BGH, Beschluss vom 21.6.2022 – 5 StR 38/22

Sachverhalt: Vor der Hauptverhandlung fragte der Verteidiger, ob eine Verständigung (Bewährungsstrafe) in Betracht komme. Nach Rücksprache mit der Staatsanwaltschaft gab der Vorsitzende zu den Akten, dass für den Fall eines Geständnisses eine Gesamtfreiheitsstrafe zwischen zwei Jahren neun Monaten und drei Jahren drei Monaten in Betracht komme. Der genaue Vorschlag stehe unter dem Vorbehalt der Beratung mit den Schöffen. Vermerke und Stellungnahme der Staatsanwaltschaft wurden in der Hauptverhandlung verlesen. Die Verteidigung erklärte daraufhin, dass sie kein Interesse an einem Verständigungsvorschlag habe. Die Revision des Angeklagten bemängelt u. a., dass über die Beratung mit den Schöffen nichts bekannt gegeben worden sei.

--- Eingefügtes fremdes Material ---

#[cfg(test)]
mod tests {
    use serde_json::json;

    use super::{
        ExecutionDisplay, GenerationDisplay, GuardError, NoticeLevel, ViewStateController,
    };
    use crate::action::{Call, Pending};
    use crate::backend::ApiError;
    use crate::connection_manager::ConnectionError;
    use crate::form::MetadataSource;
    use crate::profiles::{DbType, PRESETS};
    use crate::request_builder::RequestError;
    use crate::request_tokens::{Applied, RequestToken};
    use crate::wire::{
        ConnectAck, GenerationResult, MetadataResponse, QueryExecutionResult, SamplesResponse,
    };

    fn connect_token(call: Call) -> RequestToken {
        match call {
            Call::Connect(Pending { token, .. }) => token,
            other => panic!("expected connect call, got {other:?}"),
        }
    }

    fn generate_token(call: Call) -> RequestToken {
        match call {
            Call::Generate(Pending { token, .. }) => token,
            other => panic!("expected generate call, got {other:?}"),
        }
    }

    fn connected_controller() -> ViewStateController {
        let mut controller = ViewStateController::new();
        assert!(controller.select_preset(PRESETS[0].key));
        let call = controller.begin_connect().expect("connect should start");
        let applied = controller.finish_connect(connect_token(call), Ok(ConnectAck::default()));
        assert_eq!(applied, Applied::Current);
        controller
    }

    fn sql_result(sql: &str) -> GenerationResult {
        GenerationResult {
            intent_summary: Some("recent orders".to_string()),
            sql: Some(sql.to_string()),
            ..GenerationResult::default()
        }
    }

    fn generate_with(
        controller: &mut ViewStateController,
        outcome: Result<GenerationResult, ApiError>,
    ) {
        controller.request_form_mut().text = "recent orders".to_string();
        let call = controller.begin_generate().expect("generate should start");
        controller.finish_generate(generate_token(call), outcome);
    }

    #[test]
    fn connect_with_blank_fields_is_guarded_without_a_call() {
        let mut controller = ViewStateController::new();
        controller.connection_form_mut().database = "shop".to_string();

        let err = controller
            .begin_connect()
            .expect_err("blank host and user should be rejected");
        assert!(matches!(
            err,
            GuardError::Connection(ConnectionError::MissingFields(_))
        ));
        assert!(!controller.is_connecting());
        assert_eq!(
            controller.notice().map(|notice| notice.level),
            Some(NoticeLevel::Warning)
        );
    }

    #[test]
    fn successful_connect_collapses_form_and_disconnect_clears_metadata() {
        let mut controller = connected_controller();
        assert!(controller.connection().is_connected());
        assert!(controller.connection_form_collapsed());

        let Call::Extract(token) = controller.begin_extract().expect("extract should start")
        else {
            panic!("expected extract call");
        };
        controller.finish_extract(
            token,
            Ok(MetadataResponse {
                metadata: json!({"tables": ["users"]}),
                table_count: 1,
            }),
        );
        assert!(controller.metadata().is_some());

        assert_eq!(controller.disconnect(), Call::Disconnect);
        assert!(!controller.connection().is_connected());
        assert!(controller.metadata().is_none());
        assert!(!controller.connection_form_collapsed());
    }

    #[test]
    fn extract_requires_connection() {
        let mut controller = ViewStateController::new();
        let err = controller
            .begin_extract()
            .expect_err("extract should be guarded");
        assert!(matches!(
            err,
            GuardError::Connection(ConnectionError::NotConnected)
        ));
        assert!(!controller.is_extracting());
    }

    #[test]
    fn extract_success_schedules_sample_generation() {
        let mut controller = connected_controller();
        let Call::Extract(token) = controller.begin_extract().expect("extract should start")
        else {
            panic!("expected extract call");
        };
        assert!(controller.is_extracting());

        let update = controller.finish_extract(
            token,
            Ok(MetadataResponse {
                metadata: json!({"tables": ["users", "orders"]}),
                table_count: 2,
            }),
        );
        assert!(!controller.is_extracting());
        assert!(matches!(update.follow_up, Some(Call::Samples(_))));
        assert!(controller
            .notice()
            .is_some_and(|notice| notice.message.contains("2 tables")));
    }

    #[test]
    fn extract_failure_restores_trigger_and_reports_error() {
        let mut controller = connected_controller();
        let Call::Extract(token) = controller.begin_extract().expect("extract should start")
        else {
            panic!("expected extract call");
        };

        let update = controller.finish_extract(token, Err(ApiError::server(400, "boom")));
        assert!(update.follow_up.is_none());
        assert!(!controller.is_extracting());
        assert_eq!(
            controller.notice().map(|notice| notice.level),
            Some(NoticeLevel::Error)
        );
    }

    #[test]
    fn sample_failure_is_silent_and_empty_list_keeps_previous_samples() {
        let mut controller = connected_controller();
        let Call::Extract(token) = controller.begin_extract().expect("extract should start")
        else {
            panic!("expected extract call");
        };
        let update = controller.finish_extract(
            token,
            Ok(MetadataResponse {
                metadata: json!({}),
                table_count: 0,
            }),
        );
        let Some(Call::Samples(pending)) = update.follow_up else {
            panic!("expected samples follow-up");
        };
        controller.finish_samples(
            pending.token,
            Ok(SamplesResponse {
                samples: vec!["count users".to_string()],
            }),
        );
        assert_eq!(controller.samples(), ["count users".to_string()]);

        let Ok(Call::Samples(pending)) = controller.refresh_samples() else {
            panic!("expected samples call");
        };
        controller.take_notice();
        controller.finish_samples(pending.token, Err(ApiError::Transport("down".into())));
        assert_eq!(controller.samples(), ["count users".to_string()]);
        assert!(controller.notice().is_none());

        assert!(controller.choose_sample(0));
        assert_eq!(controller.request_form().text, "count users");
        assert!(!controller.choose_sample(5));
    }

    #[test]
    fn blocked_result_hides_sql_and_disables_actions() {
        let mut controller = connected_controller();
        let blocked = GenerationResult {
            is_blocked: true,
            block_reason: Some("destructive request".to_string()),
            sql: Some("DROP TABLE users".to_string()),
            assumptions: vec!["none".to_string()],
            ..GenerationResult::default()
        };
        generate_with(&mut controller, Ok(blocked));

        assert!(!controller.has_runnable_result());
        assert!(controller.copy_sql().is_none());
        assert!(controller.sql_editor().is_empty());
        assert!(controller.sql_editor_mut().is_none());
        let err = controller
            .begin_execute()
            .expect_err("execute should be guarded");
        assert!(matches!(err, GuardError::Request(RequestError::EmptySql)));
    }

    #[test]
    fn sql_result_populates_editor_verbatim() {
        let sql = "SELECT id,\n       name\nFROM users  -- <b>\nLIMIT 10;";
        let mut controller = connected_controller();
        generate_with(&mut controller, Ok(sql_result(sql)));

        assert_eq!(controller.sql_editor(), sql);
        assert_eq!(controller.copy_sql().as_deref(), Some(sql));
        assert!(controller.has_runnable_result());
    }

    #[test]
    fn generation_error_clears_current_result() {
        let mut controller = connected_controller();
        generate_with(&mut controller, Ok(sql_result("SELECT 1")));
        generate_with(&mut controller, Err(ApiError::server(500, "SQL generation failed")));

        assert!(controller.current_result().is_none());
        assert_eq!(
            controller.generation(),
            &GenerationDisplay::Failed("SQL generation failed".to_string())
        );
        assert!(!controller.has_runnable_result());
    }

    #[test]
    fn malformed_custom_metadata_aborts_before_dispatch() {
        let mut controller = ViewStateController::new();
        let form = controller.request_form_mut();
        form.text = "top users".to_string();
        form.metadata_source = MetadataSource::Custom;
        form.custom_metadata = "{".to_string();

        let err = controller
            .begin_generate()
            .expect_err("malformed JSON should be rejected");
        assert!(matches!(
            err,
            GuardError::Request(RequestError::MalformedMetadata(_))
        ));
        assert!(!controller.is_generating());
    }

    #[test]
    fn stale_generation_response_is_discarded_and_keeps_loading() {
        let mut controller = ViewStateController::new();
        controller.request_form_mut().text = "users".to_string();
        let first = generate_token(controller.begin_generate().expect("first generate"));
        let second = generate_token(controller.begin_generate().expect("second generate"));

        let applied = controller.finish_generate(first, Ok(sql_result("SELECT 'first'")));
        assert_eq!(applied, Applied::Stale);
        assert!(controller.is_generating());
        assert_eq!(controller.generation(), &GenerationDisplay::Empty);

        let applied = controller.finish_generate(second, Ok(sql_result("SELECT 'second'")));
        assert_eq!(applied, Applied::Current);
        assert!(!controller.is_generating());
        assert_eq!(controller.sql_editor(), "SELECT 'second'");
    }

    #[test]
    fn execute_runs_editor_sql_and_records_outcome() {
        let mut controller = connected_controller();
        generate_with(&mut controller, Ok(sql_result("SELECT 1")));
        if let Some(editor) = controller.sql_editor_mut() {
            editor.push_str(" AS one");
        }

        let Call::Execute(pending) = controller.begin_execute().expect("execute should start")
        else {
            panic!("expected execute call");
        };
        assert_eq!(pending.payload.sql, "SELECT 1 AS one");
        assert_eq!(pending.payload.limit, 50);
        assert_eq!(controller.execution(), &ExecutionDisplay::Running);

        controller.finish_execute(pending.token, Err(ApiError::server(400, "syntax error")));
        assert_eq!(
            controller.execution(),
            &ExecutionDisplay::Failed("syntax error".to_string())
        );
    }

    #[test]
    fn disconnect_discards_in_flight_execution() {
        let mut controller = connected_controller();
        generate_with(&mut controller, Ok(sql_result("SELECT 1")));
        let Call::Execute(pending) = controller.begin_execute().expect("execute should start")
        else {
            panic!("expected execute call");
        };

        controller.disconnect();
        let applied = controller.finish_execute(pending.token, Ok(QueryExecutionResult::default()));
        assert_eq!(applied, Applied::Stale);
        assert_eq!(controller.execution(), &ExecutionDisplay::Hidden);
    }

    #[test]
    fn stale_connect_cannot_resurrect_connection_after_disconnect() {
        let mut controller = ViewStateController::new();
        controller.select_preset(PRESETS[0].key);
        let token = connect_token(controller.begin_connect().expect("connect should start"));
        controller.disconnect();

        let applied = controller.finish_connect(token, Ok(ConnectAck::default()));
        assert_eq!(applied, Applied::Stale);
        assert!(!controller.connection().is_connected());
    }

    #[test]
    fn sample_metadata_fills_custom_editor() {
        let mut controller = ViewStateController::new();
        controller.set_db_type(DbType::MySql);
        let Call::SampleMetadata(pending) = controller.load_sample_metadata() else {
            panic!("expected sample metadata call");
        };
        assert_eq!(pending.payload, DbType::MySql);

        let applied = controller.finish_sample_metadata(
            pending.token,
            DbType::MySql,
            Ok(json!({"db_type": "MySQL"})),
        );
        assert_eq!(applied, Applied::Current);
        assert_eq!(
            controller.request_form().metadata_source,
            MetadataSource::Custom
        );
        assert!(controller
            .request_form()
            .custom_metadata
            .contains("\"db_type\": \"MySQL\""));
    }

    #[test]
    fn copy_is_offered_only_for_runnable_sql() {
        let mut controller = connected_controller();
        assert_eq!(controller.copy_sql(), None);

        generate_with(
            &mut controller,
            Ok(GenerationResult {
                is_blocked: true,
                sql: Some("DROP TABLE users".to_string()),
                ..GenerationResult::default()
            }),
        );
        assert_eq!(controller.copy_sql(), None);

        generate_with(&mut controller, Ok(sql_result("SELECT 1")));
        assert_eq!(controller.copy_sql().as_deref(), Some("SELECT 1"));
        controller.finish_copy(Ok(()));
        assert_eq!(
            controller.take_notice().map(|notice| notice.message),
            Some("SQL copied to clipboard".to_string())
        );

        controller.finish_copy(Err("no clipboard".to_string()));
        assert!(controller.notice().is_none());
    }

    #[test]
    fn closing_execution_panel_drops_late_result() {
        let mut controller = connected_controller();
        generate_with(&mut controller, Ok(sql_result("SELECT 1")));
        let Call::Execute(pending) = controller.begin_execute().expect("execute should start")
        else {
            panic!("expected execute call");
        };

        controller.close_execution_panel();
        let applied = controller.finish_execute(pending.token, Ok(QueryExecutionResult::default()));
        assert_eq!(applied, Applied::Stale);
        assert_eq!(controller.execution(), &ExecutionDisplay::Hidden);
    }

    #[test]
    fn late_sample_metadata_for_previous_type_is_discarded() {
        let mut controller = ViewStateController::new();
        let Call::SampleMetadata(postgres) = controller.load_sample_metadata() else {
            panic!("expected sample metadata call");
        };
        controller.set_db_type(DbType::MySql);
        let Call::SampleMetadata(mysql) = controller.load_sample_metadata() else {
            panic!("expected sample metadata call");
        };

        controller.finish_sample_metadata(
            mysql.token,
            DbType::MySql,
            Ok(json!({"db_type": "MySQL"})),
        );
        let applied = controller.finish_sample_metadata(
            postgres.token,
            DbType::PostgreSql,
            Ok(json!({"db_type": "PostgreSQL"})),
        );

        assert_eq!(applied, Applied::Stale);
        assert!(controller
            .request_form()
            .custom_metadata
            .contains("\"db_type\": \"MySQL\""));
    }

    #[test]
    fn metadata_viewer_requires_extracted_metadata() {
        let mut controller = ViewStateController::new();
        assert!(matches!(
            controller.open_metadata_viewer(),
            Err(GuardError::NoMetadata)
        ));
        assert!(!controller.metadata_viewer_open());
    }
}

Rechtliche Würdigung: Die Rüge zeigt nach Auffassung des BGH keinen Rechtsfehler auf. Die nach § 243 Abs. 4 StPO erforderlichen Mitteilungen seien erfolgt. Für die Mitteilung über eine Besprechung mit den Schöffen bestehe schon deshalb kein Anlass, weil sich die Norm auf Erörterungen zwischen „dem Gericht“ und den Verfahrensbeteiligten beziehe, nicht auf Aussprachen innerhalb des Spruchkörpers.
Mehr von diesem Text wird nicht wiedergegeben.